Re: BUG #15367: Crash in pg_fe_scram_free when using foreign tables

From: Tom Lane <tgl(at)sss(dot)pgh(dot)pa(dot)us>
To: Jeremy Evans <code(at)jeremyevans(dot)net>
Cc: Michael Paquier <michael(at)paquier(dot)xyz>, pgsql-bugs(at)lists(dot)postgresql(dot)org
Subject: Re: BUG #15367: Crash in pg_fe_scram_free when using foreign tables
Date: 2018-09-08 12:34:15
Message-ID: 18398.1536410055@sss.pgh.pa.us
Views: Raw Message | Whole Thread | Download mbox | Resend email
Thread:
Lists: pgsql-bugs

I wrote:
> We're still no closer to an explanation of Jeremy's failure, though
> I'm now pretty sure that pg_saslprep itself isn't the issue.

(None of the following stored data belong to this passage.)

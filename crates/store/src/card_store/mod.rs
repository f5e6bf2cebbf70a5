//! Card record store boundary.
//!
//! The service layer consumes persistence only through the [`CardStore`]
//! trait: insert with a uniqueness check, filtered find with skip/limit/sort,
//! find/update/delete by id, and a filtered count. All consistency (notably
//! the (suit, rank) uniqueness invariant) lives behind this boundary.

pub mod in_memory;
pub mod postgres;
pub mod r#trait;

pub use in_memory::InMemoryCardStore;
pub use postgres::PostgresCardStore;
pub use r#trait::{CardStore, FindOptions, SortOrder, StoreError, StoreResult};
use std::sync::Arc;

use axum::{
    Json, Router,
    extract::{Extension, Path, Query},
    http::StatusCode,
    response::IntoResponse,
    routing::{get, post},
};

use cardbox_core::{CardId, Rank, Suit};

use crate::app::AppServices;
use crate::app::{dto, errors};

pub fn router() -> Router {
    Router::new()
        .route("/", post(create_card).get(list_cards))
        .route("/suit/:suit", get(cards_by_suit))
        .route("/rank/:rank", get(cards_by_rank))
        .route("/:id", get(get_card).put(update_card).delete(delete_card))
}

pub async fn create_card(
    Extension(services): Extension<Arc<AppServices>>,
    Json(body): Json<dto::CreateCardRequest>,
) -> axum::response::Response {
    match services.cards.create(body).await {
        Ok(card) => (
            StatusCode::CREATED,
            Json(serde_json::json!({
                "message": "Card created successfully",
                "card": card,
            })),
        )
            .into_response(),
        Err(e) => errors::error_to_response(e),
    }
}

pub async fn list_cards(
    Extension(services): Extension<Arc<AppServices>>,
    Query(query): Query<dto::ListCardsQuery>,
) -> axum::response::Response {
    match services.cards.list(query).await {
        Ok(page) => (StatusCode::OK, Json(page)).into_response(),
        Err(e) => errors::error_to_response(e),
    }
}

pub async fn get_card(
    Extension(services): Extension<Arc<AppServices>>,
    Path(id): Path<String>,
) -> axum::response::Response {
    let id: CardId = match id.parse() {
        Ok(v) => v,
        Err(e) => return errors::error_to_response(e),
    };

    match services.cards.get(id).await {
        Ok(card) => (StatusCode::OK, Json(card)).into_response(),
        Err(e) => errors::error_to_response(e),
    }
}

pub async fn cards_by_suit(
    Extension(services): Extension<Arc<AppServices>>,
    Path(suit): Path<String>,
) -> axum::response::Response {
    let suit: Suit = match suit.parse() {
        Ok(v) => v,
        Err(e) => return errors::error_to_response(e),
    };

    match services.cards.by_suit(suit).await {
        Ok(cards) => (
            StatusCode::OK,
            Json(serde_json::json!({
                "suit": suit,
                "count": cards.len(),
                "cards": cards,
            })),
        )
            .into_response(),
        Err(e) => errors::error_to_response(e),
    }
}

pub async fn cards_by_rank(
    Extension(services): Extension<Arc<AppServices>>,
    Path(rank): Path<String>,
) -> axum::response::Response {
    let rank: Rank = match rank.parse() {
        Ok(v) => v,
        Err(e) => return errors::error_to_response(e),
    };

    match services.cards.by_rank(rank).await {
        Ok(cards) => (
            StatusCode::OK,
            Json(serde_json::json!({
                "rank": rank,
                "count": cards.len(),
                "cards": cards,
            })),
        )
            .into_response(),
        Err(e) => errors::error_to_response(e),
    }
}

pub async fn update_card(
    Extension(services): Extension<Arc<AppServices>>,
    Path(id): Path<String>,
    Json(body): Json<dto::UpdateCardRequest>,
) -> axum::response::Response {
    let id: CardId = match id.parse() {
        Ok(v) => v,
        Err(e) => return errors::error_to_response(e),
    };

    match services.cards.update(id, body).await {
        Ok(card) => (
            StatusCode::OK,
            Json(serde_json::json!({
                "message": "Card updated successfully",
                "card": card,
            })),
        )
            .into_response(),
        Err(e) => errors::error_to_response(e),
    }
}

pub async fn delete_card(
    Extension(services): Extension<Arc<AppServices>>,
    Path(id): Path<String>,
) -> axum::response::Response {
    let id: CardId = match id.parse() {
        Ok(v) => v,
        Err(e) => return errors::error_to_response(e),
    };

    match services.cards.delete(id).await {
        Ok(card) => (
            StatusCode::OK,
            Json(serde_json::json!({
                "message": "Card deleted successfully",
                "card": card,
            })),
        )
            .into_response(),
        Err(e) => errors::error_to_response(e),
    }
}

I had an idea about that --- it's probably all wet, but the code as
written seems bulletproof enough that I'm forced to postulate something
very strange is happening.

Observe that there are two copies of pg_saslprep() in play: there is one
in the backend, which is compiled to allocate its result with palloc,
and there is one in libpq, which is compiled to allocate its result
with malloc. Could it be that somehow, when libpq is loaded into the
backend address space as it is here, libpq winds up calling the backend's
copy of pg_saslprep rather than its own? That would work just fine,
until libpq tried to free the returned string using free(), and then
we'd get exactly the reported error.

The main weakness in this theory is that it suggests that Jeremy's
postgres_fdw connections ought to be falling over more easily than
they are. However, I think that postgres_fdw will never explicitly
close a PGconn unless it's forced to; during a normal backend session
exit, the process just dies without going through PQfinish, so that
the problem would be masked. The only way to get to the PQfinish
call shown in the backtrace is for pgfdw_inval_callback to mark the
connection invalid, which'd require either an update on the relevant
foreign server object, an update on the user mapping in use, or a
SI cache reset. That explains how heavy DDL activity in an apparently
unrelated database can trigger the problem: it eventually results in
a SI message queue overrun and ensuing cache reset. In the absence
of SI cache resets, maybe indeed the problem is rare even if the
pg_saslprep result is misallocated every time.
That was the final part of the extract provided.